Catheter ablation: Developments and choice of technique

This article was originally published here

Herzschrittmacherther Elektrophysiol. 2022 Feb 18. doi: 10.1007/s00399-022-00843-1. Online ahead of print.


Atrial fibrillation (AF) is the most common arrhythmia and an important risk factor for the occurrence of cardiovascular events. According to current guidelines, rhythm control therapy is only recommended for symptomatic AF. Even in symptomatic AF, there is still only a Class IIa recommendation for catheter ablation as initial therapy in paroxysmal AF. Meanwhile, current studies have shown an advantage of early rhythm control over rate control, as well as an advantage of catheter ablation over antiarrhythmic therapy (AAD). The gold standard of catheter ablation for the treatment of AF is pulmonary vein isolation, which was primarily based on radiofrequency in the past.

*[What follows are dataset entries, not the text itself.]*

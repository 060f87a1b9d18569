use crate::model::Post;

/// Ranks a snapshot of posts: most-liked first, ties going to the more
/// recent post.
///
/// Pure function of its input; safe to call concurrently from any thread.
/// This is a full stable sort over the provided snapshot, not an incremental
/// merge against a previous ranking. A single like-count change means the
/// whole ranked view is recomputed, which is fine at client-side feed sizes.
pub fn rank(posts: &[Post]) -> Vec<Post> {
    let mut ranked = posts.to_vec();
    ranked.sort_by(|left, right| {
        right
            .like_count()
            .cmp(&left.like_count())
            .then_with(|| right.published_date.cmp(&left.published_date))
    });
    ranked
}

#[cfg(test)]
mod tests {
    use super::*;
    use chrono::{TimeZone, Utc};
    use std::collections::BTreeSet;
    use url::Url;

    fn post(id: &str, likes: usize, minute: u32) -> Post {
        Post {
            id: Some(id.to_string()),
            text: id.to_string(),
            image_url: None,
            image_reference_id: None,
            published_date: Utc.with_ymd_and_hms(2024, 5, 22, 9, minute, 0).unwrap(),
            liked_ids: (0..likes).map(|n| format!("u{n}")).collect::<BTreeSet<_>>(),
            user_name: "junil".into(),
            user_uid: "ua".into(),
            user_profile_url: Url::parse("https://example.com/a.png").unwrap(),
            location: None,
        }
    }

    fn ids(posts: &[Post]) -> Vec<&str> {
        posts.iter().filter_map(|p| p.id.as_deref()).collect()
    }

    #[test]
    fn likes_then_recency() {
        let snapshot = [post("p1", 2, 10), post("p2", 5, 5), post("p3", 5, 20)];
        assert_eq!(ids(&rank(&snapshot)), ["p3", "p2", "p1"]);
    }

    #[test]
    fn output_order_is_monotone() {
        let snapshot = [
            post("a", 0, 1),
            post("b", 3, 9),
            post("c", 3, 9),
            post("d", 1, 30),
            post("e", 7, 2),
        ];
        let ranked = rank(&snapshot);
        for pair in ranked.windows(2) {
            let (first, second) = (&pair[0], &pair[1]);
            assert!(
                first.like_count() > second.like_count()
                    || (first.like_count() == second.like_count()
                        && first.published_date >= second.published_date)
            );
        }
    }

    #[test]
    fn input_is_untouched_and_reorder_invariant() {
        let snapshot = [post("p1", 1, 1), post("p2", 4, 2), post("p3", 4, 3)];
        let reversed: Vec<Post> = snapshot.iter().rev().cloned().collect();
        assert_eq!(ids(&rank(&snapshot)), ids(&rank(&reversed)));
        assert_eq!(ids(&snapshot), ["p1", "p2", "p3"]);
    }
}
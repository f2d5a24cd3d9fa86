// Transport module: one blocking TCP connection with a timeout-bounded receive
pub mod config;
pub mod error;
pub mod resolver;
pub mod socket;
pub mod tcp;
pub mod traits;

pub use config::*;
pub use error::*;
pub use resolver::*;
pub use socket::*;
pub use tcp::*;
pub use traits::*;
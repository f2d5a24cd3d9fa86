// Socket primitive: a thin owner of one stream socket descriptor, plus the
// poll(2) readiness wait used before every read
use std::io;
use std::net::SocketAddrV4;
use std::os::fd::{AsFd, AsRawFd, BorrowedFd, OwnedFd};
use std::time::Duration;

use nix::poll::{poll, PollFd, PollFlags, PollTimeout};
use nix::sys::socket::{self, AddressFamily, MsgFlags, SockFlag, SockType, SockaddrIn};

// A peer that went away must show up as EPIPE, not as SIGPIPE
#[cfg(any(target_os = "linux", target_os = "android"))]
const SEND_FLAGS: MsgFlags = MsgFlags::MSG_NOSIGNAL;
#[cfg(not(any(target_os = "linux", target_os = "android")))]
const SEND_FLAGS: MsgFlags = MsgFlags::empty();

/// Exclusively owned stream socket. Dropping it closes the descriptor.
#[derive(Debug)]
pub struct TcpSocket {
    fd: OwnedFd,
}

impl TcpSocket {
    pub fn open(family: AddressFamily) -> io::Result<Self> {
        let fd = socket::socket(family, SockType::Stream, SockFlag::empty(), None)?;
        Ok(TcpSocket { fd })
    }

    /// Blocking connect, no timeout.
    pub fn connect(&self, addr: &SocketAddrV4) -> io::Result<()> {
        socket::connect(self.fd.as_raw_fd(), &SockaddrIn::from(*addr))?;
        Ok(())
    }

    pub fn recv(&self, buf: &mut [u8]) -> io::Result<usize> {
        Ok(socket::recv(self.fd.as_raw_fd(), buf, MsgFlags::empty())?)
    }

    pub fn send(&self, buf: &[u8]) -> io::Result<usize> {
        Ok(socket::send(self.fd.as_raw_fd(), buf, SEND_FLAGS)?)
    }

    pub fn close(self) {
        drop(self.fd);
    }
}

impl AsFd for TcpSocket {
    fn as_fd(&self) -> BorrowedFd<'_> {
        self.fd.as_fd()
    }
}

/// Block until `fd` is readable or `timeout` elapses, at millisecond
/// precision. Hang-up and error conditions count as readable so the
/// following read reports them.
///
/// Returns `Ok(false)` when the wait expired with nothing to read. An
/// interrupted wait (EINTR) is returned as an error, not retried.
pub fn wait_readable(fd: BorrowedFd<'_>, timeout: Duration) -> io::Result<bool> {
    let timeout = PollTimeout::try_from(timeout).unwrap_or(PollTimeout::MAX);
    let mut fds = [PollFd::new(fd, PollFlags::POLLIN)];

    if poll(&mut fds, timeout)? == 0 {
        return Ok(false);
    }
    let ready = PollFlags::POLLIN | PollFlags::POLLHUP | PollFlags::POLLERR;
    Ok(fds[0].revents().is_some_and(|r| r.intersects(ready)))
}
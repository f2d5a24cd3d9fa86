// Address resolution collaborator: hostname -> IPv4 address
use std::io::{Error, ErrorKind, Result};
use std::net::{Ipv4Addr, SocketAddr, ToSocketAddrs};

pub trait Resolve: Send {
    fn resolve(&self, host: &str) -> Result<Ipv4Addr>;
}

/// Resolves through the system resolver, keeping the first IPv4 answer.
#[derive(Debug, Clone, Copy, Default)]
pub struct SystemResolver;

impl Resolve for SystemResolver {
    fn resolve(&self, host: &str) -> Result<Ipv4Addr> {
        if let Ok(addr) = host.parse::<Ipv4Addr>() {
            return Ok(addr);
        }

        (host, 0)
            .to_socket_addrs()?
            .find_map(|addr| match addr {
                SocketAddr::V4(v4) => Some(*v4.ip()),
                SocketAddr::V6(_) => None,
            })
            .ok_or_else(|| {
                Error::new(
                    ErrorKind::AddrNotAvailable,
                    format!("no IPv4 address for {}", host),
                )
            })
    }
}

impl<F> Resolve for F
where
    F: Fn(&str) -> Result<Ipv4Addr> + Send,
{
    fn resolve(&self, host: &str) -> Result<Ipv4Addr> {
        self(host)
    }
}
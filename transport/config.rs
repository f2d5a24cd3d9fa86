// Transport configuration, fixed when the transport is built
use std::env;
use std::time::Duration;

// Environment variable for configuration
// SIG_TRANSPORT_READ_TIMEOUT_MS: receive readiness timeout in ms (default: 3000)

pub const DEFAULT_RECV_TIMEOUT_MS: u64 = 3000;
pub const RECV_TIMEOUT_ENV: &str = "SIG_TRANSPORT_READ_TIMEOUT_MS";

#[derive(Debug, Clone, Copy, PartialEq, Eq)]
pub struct TransportConfig {
    /// Upper bound on the readiness wait in `receive`.
    pub recv_timeout: Duration,
}

impl Default for TransportConfig {
    fn default() -> Self {
        TransportConfig {
            recv_timeout: Duration::from_millis(DEFAULT_RECV_TIMEOUT_MS),
        }
    }
}

impl TransportConfig {
    pub fn from_env() -> Self {
        Self::from_timeout_var(env::var(RECV_TIMEOUT_ENV).ok().as_deref())
    }

    fn from_timeout_var(value: Option<&str>) -> Self {
        let millis = value
            .and_then(|s| s.trim().parse().ok())
            .unwrap_or(DEFAULT_RECV_TIMEOUT_MS);
        TransportConfig {
            recv_timeout: Duration::from_millis(millis),
        }
    }

    pub fn with_recv_timeout(mut self, timeout: Duration) -> Self {
        self.recv_timeout = timeout;
        self
    }
}
use std::collections::VecDeque;
use std::io::{Read, Write};
use std::net::TcpListener;
use std::sync::{Arc, Mutex};
use std::time::Duration;

use sig_client::{ClientError, SignalClient};
use sig_transport::{Received, Result, Transport, TransportConfig, TransportError};

/// Transport that accepts at most `chunk` bytes per send and replays a
/// script of receive outcomes.
struct Scripted {
    chunk: usize,
    written: Arc<Mutex<Vec<u8>>>,
    receives: VecDeque<Received>,
    connected: bool,
}

impl Scripted {
    fn new(chunk: usize, receives: Vec<Received>) -> (Self, Arc<Mutex<Vec<u8>>>) {
        let written = Arc::new(Mutex::new(Vec::new()));
        let transport = Scripted {
            chunk,
            written: written.clone(),
            receives: receives.into(),
            connected: true,
        };
        (transport, written)
    }
}

impl Transport for Scripted {
    fn connect(&mut self, _host: &str, _port: u16) -> Result<()> {
        self.connected = true;
        Ok(())
    }

    fn disconnect(&mut self) {
        self.connected = false;
    }

    fn receive(&mut self, buf: &mut [u8]) -> Result<Received> {
        let next = self.receives.pop_front().unwrap_or(Received::Timeout);
        if let Received::Data(n) = next {
            buf[..n].fill(b'x');
        }
        Ok(next)
    }

    fn send(&mut self, buf: &[u8]) -> Result<usize> {
        if !self.connected {
            return Err(TransportError::NotConnected);
        }
        let n = buf.len().min(self.chunk);
        self.written.lock().unwrap().extend_from_slice(&buf[..n]);
        Ok(n)
    }

    fn is_connected(&self) -> bool {
        self.connected
    }
}

#[test]
fn send_all_completes_over_partial_writes() {
    let (transport, written) = Scripted::new(3, vec![]);
    let mut client = SignalClient::from_transport(Box::new(transport));

    client.send_all(b"candidate:1 1 UDP 2130706431").unwrap();
    assert_eq!(&written.lock().unwrap()[..], b"candidate:1 1 UDP 2130706431");
}

#[test]
fn zero_length_write_is_reported() {
    let (transport, _) = Scripted::new(0, vec![]);
    let mut client = SignalClient::from_transport(Box::new(transport));

    let err = client.send_all(b"abc").unwrap_err();
    assert!(matches!(err, ClientError::WriteZero { remaining: 3 }));
}

#[test]
fn poll_maps_receive_outcomes() {
    let (transport, _) = Scripted::new(8, vec![Received::Data(5), Received::Timeout, Received::Data(0)]);
    let mut client = SignalClient::from_transport(Box::new(transport));

    assert_eq!(client.poll().unwrap(), Some(&b"xxxxx"[..]));
    assert_eq!(client.poll().unwrap(), None);
    assert_eq!(client.poll().unwrap(), Some(&b""[..]));
}

#[test]
fn send_after_close_fails() {
    let (transport, _) = Scripted::new(8, vec![]);
    let mut client = SignalClient::from_transport(Box::new(transport));

    client.close();
    assert!(!client.is_connected());
    let err = client.send_all(b"bye").unwrap_err();
    assert!(matches!(err, ClientError::Transport(TransportError::NotConnected)));
}

#[test]
fn tcp_exchange() {
    let listener = TcpListener::bind("127.0.0.1:0").unwrap();
    let port = listener.local_addr().unwrap().port();
    let config = TransportConfig::default().with_recv_timeout(Duration::from_millis(100));

    let mut client = SignalClient::connect("127.0.0.1", port, config).unwrap();
    let (mut peer, _) = listener.accept().unwrap();

    client.send_all(b"HELLO").unwrap();
    let mut got = [0u8; 5];
    peer.read_exact(&mut got).unwrap();
    assert_eq!(&got, b"HELLO");

    peer.write_all(b"WELCOME").unwrap();
    assert_eq!(client.poll().unwrap(), Some(&b"WELCOME"[..]));
    assert_eq!(client.poll().unwrap(), None);
}
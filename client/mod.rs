// client: calling layer over a Transport, used by the probe binary and by
// higher-level signaling code
use sig_transport::{Received, TcpTransport, Transport, TransportConfig, TransportError};
use thiserror::Error;
use tracing::trace;

pub const DEFAULT_RECV_BUFFER_SIZE: usize = 4096;

#[derive(Debug, Error)]
pub enum ClientError {
    #[error(transparent)]
    Transport(#[from] TransportError),

    /// The transport accepted zero bytes of a non-empty write.
    #[error("write accepted 0 of {remaining} remaining bytes")]
    WriteZero { remaining: usize },
}

pub type Result<T> = std::result::Result<T, ClientError>;

pub struct SignalClient {
    transport: Box<dyn Transport>,
    buffer: Vec<u8>,
}

impl SignalClient {
    pub fn connect(host: &str, port: u16, config: TransportConfig) -> Result<Self> {
        let mut transport = TcpTransport::with_config(config);
        transport.connect(host, port)?;
        Ok(Self::from_transport(Box::new(transport)))
    }

    /// Wrap an already connected transport.
    pub fn from_transport(transport: Box<dyn Transport>) -> Self {
        SignalClient {
            transport,
            buffer: vec![0u8; DEFAULT_RECV_BUFFER_SIZE],
        }
    }

    pub fn is_connected(&self) -> bool {
        self.transport.is_connected()
    }

    /// Write the whole message, issuing as many sends as the transport needs.
    pub fn send_all(&mut self, data: &[u8]) -> Result<()> {
        let mut offset = 0;
        while offset < data.len() {
            let n = self.transport.send(&data[offset..])?;
            if n == 0 {
                return Err(ClientError::WriteZero {
                    remaining: data.len() - offset,
                });
            }
            offset += n;
            trace!(sent = n, remaining = data.len() - offset, "partial send");
        }
        Ok(())
    }

    /// One receive. `None` on timeout; an empty slice means the peer closed.
    pub fn poll(&mut self) -> Result<Option<&[u8]>> {
        match self.transport.receive(&mut self.buffer)? {
            Received::Timeout => Ok(None),
            Received::Data(n) => Ok(Some(&self.buffer[..n])),
        }
    }

    pub fn close(&mut self) {
        self.transport.disconnect();
    }
}

impl Drop for SignalClient {
    fn drop(&mut self) {
        self.close();
    }
}

/// Render a received chunk for display: local time, length, and the bytes
/// as lossy UTF-8.
pub fn format_chunk(data: &[u8]) -> String {
    let now = chrono::Local::now();
    format!(
        "{} {:5} [{}]",
        now.format("%Y/%m/%d %H:%M:%S%.6f"),
        data.len(),
        String::from_utf8_lossy(data).trim_end_matches('\0')
    )
}
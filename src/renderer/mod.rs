//! Renderer turning parsed templates into text

mod config;
pub mod format;
mod text;

pub use config::NumberFormat;
pub use text::{render, render_token, render_value, RenderError, UNBOUND_TEXT};
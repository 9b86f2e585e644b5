//! Typed input slots the node generates for placeholder variables

use std::fmt;

use crate::parser::ast::{InputHandle, VarKind};
use crate::parser::number::{parse_integer, parse_number, NumberError};
use crate::parser::session::KindCounts;

/// A value held by an input
#[derive(Debug, Clone, PartialEq)]
pub enum Value {
    Bool(bool),
    Int(i64),
    Real(f64),
    Text(String),
}

impl Value {
    pub fn kind(&self) -> VarKind {
        match self {
            Value::Bool(_) => VarKind::Bool,
            Value::Int(_) => VarKind::Int,
            Value::Real(_) => VarKind::Real,
            Value::Text(_) => VarKind::Str,
        }
    }

    /// Read raw text as a value of `kind`
    ///
    /// Booleans accept `true`/`false`/`1`/`0` (any case); reals use
    /// `decimal` as their decimal separator.
    pub fn parse(kind: VarKind, raw: &str, decimal: char) -> Result<Self, NumberError> {
        match kind {
            VarKind::Bool => match raw.trim().to_ascii_lowercase().as_str() {
                "true" | "1" => Ok(Value::Bool(true)),
                "false" | "0" => Ok(Value::Bool(false)),
                "" => Err(NumberError::Empty),
                _ => Err(NumberError::Malformed),
            },
            VarKind::Int => parse_integer(raw).map(Value::Int),
            VarKind::Real => parse_number(raw, decimal).map(Value::Real),
            VarKind::Str => Ok(Value::Text(raw.to_string())),
        }
    }
}

impl fmt::Display for Value {
    fn fmt(&self, f: &mut fmt::Formatter<'_>) -> fmt::Result {
        match self {
            Value::Bool(v) => write!(f, "{}", v),
            Value::Int(v) => write!(f, "{}", v),
            Value::Real(v) => write!(f, "{}", v),
            Value::Text(v) => write!(f, "{}", v),
        }
    }
}

/// One input: a display name and an optional value
#[derive(Debug, Clone, PartialEq)]
pub struct Input<T> {
    name: String,
    value: Option<T>,
}

impl<T> Input<T> {
    fn fresh() -> Self {
        Self {
            name: String::new(),
            value: None,
        }
    }

    pub fn name(&self) -> &str {
        &self.name
    }

    pub fn has_value(&self) -> bool {
        self.value.is_some()
    }

    pub fn value(&self) -> Option<&T> {
        self.value.as_ref()
    }

    pub fn set(&mut self, value: T) {
        self.value = Some(value);
    }

    pub fn clear(&mut self) {
        self.value = None;
    }
}

/// Index-addressed inputs of one type.
///
/// Resizing keeps every surviving slot, value included; only the tail is
/// dropped or extended.
#[derive(Debug, Clone, PartialEq)]
pub struct InputSlots<T> {
    slots: Vec<Input<T>>,
}

impl<T> Default for InputSlots<T> {
    fn default() -> Self {
        Self { slots: Vec::new() }
    }
}

impl<T> InputSlots<T> {
    pub fn len(&self) -> usize {
        self.slots.len()
    }

    pub fn is_empty(&self) -> bool {
        self.slots.is_empty()
    }

    pub fn resize(&mut self, len: usize) {
        if len < self.slots.len() {
            self.slots.truncate(len);
        } else {
            self.slots.resize_with(len, Input::fresh);
        }
    }

    pub fn get(&self, index: usize) -> Option<&Input<T>> {
        self.slots.get(index)
    }

    pub fn get_mut(&mut self, index: usize) -> Option<&mut Input<T>> {
        self.slots.get_mut(index)
    }

    pub fn iter(&self) -> impl Iterator<Item = &Input<T>> {
        self.slots.iter()
    }

    fn position(&self, name: &str) -> Option<usize> {
        self.slots.iter().position(|input| input.name == name)
    }
}

/// The four per-kind input collections of one node
#[derive(Debug, Clone, Default, PartialEq)]
pub struct InputBank {
    pub bools: InputSlots<bool>,
    pub ints: InputSlots<i64>,
    pub reals: InputSlots<f64>,
    pub texts: InputSlots<String>,
}

impl InputBank {
    pub fn counts(&self) -> KindCounts {
        KindCounts::new(
            self.bools.len(),
            self.ints.len(),
            self.reals.len(),
            self.texts.len(),
        )
    }

    /// Grow or shrink every collection to the given per-kind counts
    pub fn resize(&mut self, counts: KindCounts) {
        self.bools.resize(counts.get(VarKind::Bool));
        self.ints.resize(counts.get(VarKind::Int));
        self.reals.resize(counts.get(VarKind::Real));
        self.texts.resize(counts.get(VarKind::Str));
    }

    /// Current value behind a handle, if the slot exists and is set
    pub fn value(&self, handle: InputHandle) -> Option<Value> {
        match handle.kind {
            VarKind::Bool => self.bools.get(handle.index)?.value().copied().map(Value::Bool),
            VarKind::Int => self.ints.get(handle.index)?.value().copied().map(Value::Int),
            VarKind::Real => self.reals.get(handle.index)?.value().copied().map(Value::Real),
            VarKind::Str => self
                .texts
                .get(handle.index)?
                .value()
                .cloned()
                .map(Value::Text),
        }
    }

    /// Store a value; returns false if the slot is missing or of another kind
    pub fn set(&mut self, handle: InputHandle, value: Value) -> bool {
        match (value, handle.kind) {
            (Value::Bool(v), VarKind::Bool) => set_slot(&mut self.bools, handle.index, v),
            (Value::Int(v), VarKind::Int) => set_slot(&mut self.ints, handle.index, v),
            (Value::Real(v), VarKind::Real) => set_slot(&mut self.reals, handle.index, v),
            (Value::Text(v), VarKind::Str) => set_slot(&mut self.texts, handle.index, v),
            _ => false,
        }
    }

    /// Remove the value behind a handle
    pub fn clear(&mut self, handle: InputHandle) {
        match handle.kind {
            VarKind::Bool => clear_slot(&mut self.bools, handle.index),
            VarKind::Int => clear_slot(&mut self.ints, handle.index),
            VarKind::Real => clear_slot(&mut self.reals, handle.index),
            VarKind::Str => clear_slot(&mut self.texts, handle.index),
        }
    }

    pub fn name(&self, handle: InputHandle) -> Option<&str> {
        match handle.kind {
            VarKind::Bool => self.bools.get(handle.index).map(Input::name),
            VarKind::Int => self.ints.get(handle.index).map(Input::name),
            VarKind::Real => self.reals.get(handle.index).map(Input::name),
            VarKind::Str => self.texts.get(handle.index).map(Input::name),
        }
    }

    pub(crate) fn set_name(&mut self, handle: InputHandle, name: &str) {
        let slot_name = match handle.kind {
            VarKind::Bool => self.bools.get_mut(handle.index).map(|i| &mut i.name),
            VarKind::Int => self.ints.get_mut(handle.index).map(|i| &mut i.name),
            VarKind::Real => self.reals.get_mut(handle.index).map(|i| &mut i.name),
            VarKind::Str => self.texts.get_mut(handle.index).map(|i| &mut i.name),
        };
        if let Some(slot_name) = slot_name {
            name.clone_into(slot_name);
        }
    }

    /// Find an input by its display name
    pub fn find(&self, name: &str) -> Option<InputHandle> {
        VarKind::ALL.into_iter().find_map(|kind| {
            let index = match kind {
                VarKind::Bool => self.bools.position(name),
                VarKind::Int => self.ints.position(name),
                VarKind::Real => self.reals.position(name),
                VarKind::Str => self.texts.position(name),
            }?;
            Some(InputHandle { kind, index })
        })
    }

    /// Every input handle, grouped by kind
    pub fn handles(&self) -> impl Iterator<Item = InputHandle> + '_ {
        let counts = self.counts();
        VarKind::ALL.into_iter().flat_map(move |kind| {
            (0..counts.get(kind)).map(move |index| InputHandle { kind, index })
        })
    }
}

fn set_slot<T>(slots: &mut InputSlots<T>, index: usize, value: T) -> bool {
    match slots.get_mut(index) {
        Some(input) => {
            input.set(value);
            true
        }
        None => false,
    }
}

fn clear_slot<T>(slots: &mut InputSlots<T>, index: usize) {
    if let Some(input) = slots.get_mut(index) {
        input.clear();
    }
}

#[cfg(test)]
mod tests {
    use super::*;

    fn handle(kind: VarKind, index: usize) -> InputHandle {
        InputHandle { kind, index }
    }

    #[test]
    fn test_resize_keeps_surviving_values() {
        let mut slots = InputSlots::<i64>::default();
        slots.resize(3);
        slots.get_mut(0).unwrap().set(10);
        slots.get_mut(2).unwrap().set(30);

        slots.resize(2);
        assert_eq!(slots.len(), 2);
        assert_eq!(slots.get(0).unwrap().value(), Some(&10));

        slots.resize(4);
        assert_eq!(slots.get(0).unwrap().value(), Some(&10));
        assert!(!slots.get(2).unwrap().has_value());
        assert!(!slots.get(3).unwrap().has_value());
    }

    #[test]
    fn test_bank_set_and_value() {
        let mut bank = InputBank::default();
        bank.resize(KindCounts::new(1, 1, 1, 1));

        assert!(bank.set(handle(VarKind::Bool, 0), Value::Bool(true)));
        assert!(bank.set(handle(VarKind::Str, 0), Value::Text("hi".into())));
        assert!(!bank.set(handle(VarKind::Int, 0), Value::Real(1.0)));
        assert!(!bank.set(handle(VarKind::Int, 5), Value::Int(1)));

        assert_eq!(bank.value(handle(VarKind::Bool, 0)), Some(Value::Bool(true)));
        assert_eq!(bank.value(handle(VarKind::Int, 0)), None);
        assert_eq!(bank.value(handle(VarKind::Real, 9)), None);

        bank.clear(handle(VarKind::Bool, 0));
        assert_eq!(bank.value(handle(VarKind::Bool, 0)), None);
    }

    #[test]
    fn test_find_by_name() {
        let mut bank = InputBank::default();
        bank.resize(KindCounts::new(0, 2, 0, 0));
        bank.set_name(handle(VarKind::Int, 1), "count");
        assert_eq!(bank.find("count"), Some(handle(VarKind::Int, 1)));
        assert_eq!(bank.name(handle(VarKind::Int, 1)), Some("count"));
        assert_eq!(bank.find("missing"), None);
    }

    #[test]
    fn test_handles_in_kind_order() {
        let mut bank = InputBank::default();
        bank.resize(KindCounts::new(1, 0, 2, 0));
        let handles: Vec<_> = bank.handles().collect();
        assert_eq!(
            handles,
            vec![
                handle(VarKind::Bool, 0),
                handle(VarKind::Real, 0),
                handle(VarKind::Real, 1)
            ]
        );
    }

    #[test]
    fn test_parse_values() {
        assert_eq!(Value::parse(VarKind::Bool, "TRUE", ','), Ok(Value::Bool(true)));
        assert_eq!(Value::parse(VarKind::Bool, "0", ','), Ok(Value::Bool(false)));
        assert_eq!(
            Value::parse(VarKind::Bool, "yes", ','),
            Err(NumberError::Malformed)
        );
        assert_eq!(Value::parse(VarKind::Int, "42", ','), Ok(Value::Int(42)));
        assert_eq!(Value::parse(VarKind::Real, "3,14", ','), Ok(Value::Real(3.14)));
        assert_eq!(
            Value::parse(VarKind::Str, " raw ", ','),
            Ok(Value::Text(" raw ".into()))
        );
    }
}
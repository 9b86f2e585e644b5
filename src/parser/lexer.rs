//! Template scanner splitting text around `{...}` placeholders, using logos

use logos::Logos;

use crate::parser::ast::Span;

#[derive(Logos, Debug, Clone, Copy, PartialEq)]
enum Fragment {
    // Innermost delimiter pair; nested braces never form one placeholder
    #[regex(r"\{[^{}]*\}")]
    Placeholder,

    #[regex(r"[^{]+")]
    Text,

    // An opening brace without a matching close is plain text
    #[token("{")]
    UnmatchedBrace,
}

/// One piece of a scanned template
#[derive(Debug, Clone, PartialEq, Eq)]
pub enum Segment<'a> {
    /// Constant text, possibly empty
    Text(&'a str),
    /// Placeholder body between the delimiters
    Placeholder { body: &'a str, span: Span },
}

impl Segment<'_> {
    pub fn is_placeholder(&self) -> bool {
        matches!(self, Segment::Placeholder { .. })
    }
}

/// Split a template into alternating text and placeholder segments.
///
/// The result always starts and ends with a text segment, and every
/// placeholder is surrounded by text segments, even zero-length ones, so a
/// template with `n` placeholders yields `2n + 1` segments.
pub fn scan(template: &str) -> Vec<Segment<'_>> {
    let mut segments = Vec::new();
    let mut text_start = 0;
    let mut lexer = Fragment::lexer(template);

    while let Some(fragment) = lexer.next() {
        if fragment == Ok(Fragment::Placeholder) {
            let span = lexer.span();
            segments.push(Segment::Text(&template[text_start..span.start]));
            segments.push(Segment::Placeholder {
                body: &template[span.start + 1..span.end - 1],
                span: span.clone(),
            });
            text_start = span.end;
        }
    }
    segments.push(Segment::Text(&template[text_start..]));
    segments
}
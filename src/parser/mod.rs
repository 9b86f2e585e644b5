//! Parser for placeholder templates

pub mod ast;
mod grammar;
pub mod lexer;
pub mod number;
pub mod session;

pub use ast::*;
pub use grammar::INTEGER_FORMAT;
pub use session::{KindCounts, ParseSession};

/// Tokenize one template in a fresh session
///
/// Names only resolve within this template; use a shared
/// [`ParseSession`] to let placeholders refer across templates.
pub fn tokenize_template(template: &str, decimal_separator: char) -> Vec<Token> {
    ParseSession::new(decimal_separator).tokenize_template(template)
}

However, cryoablation as a first-line treatment for paroxysmal AF is gaining more and more importance, as the latest studies have shown shorter procedure times, lower reoperation rates and improved quality of life after the procedure. cryoablation. Nevertheless, using these standard techniques, the risk of adverse events is always given through collateral damage. High-power short-duration ablation in the field is currently the subject of ongoing AF research, which describes radiofrequency ablation with higher energy levels, given over a shorter duration, with a rate lower consecutive recidivism as well as a procedural time. Newer ablation techniques also include pulsed-field ablation, which allows ablation by very rapid delivery of electrical pulses and causes isolated damage to myocardial cells without collateral damage. This promising technique has passed efficacy and safety tests in preclinical studies. To validate this technique, further randomized trials are needed.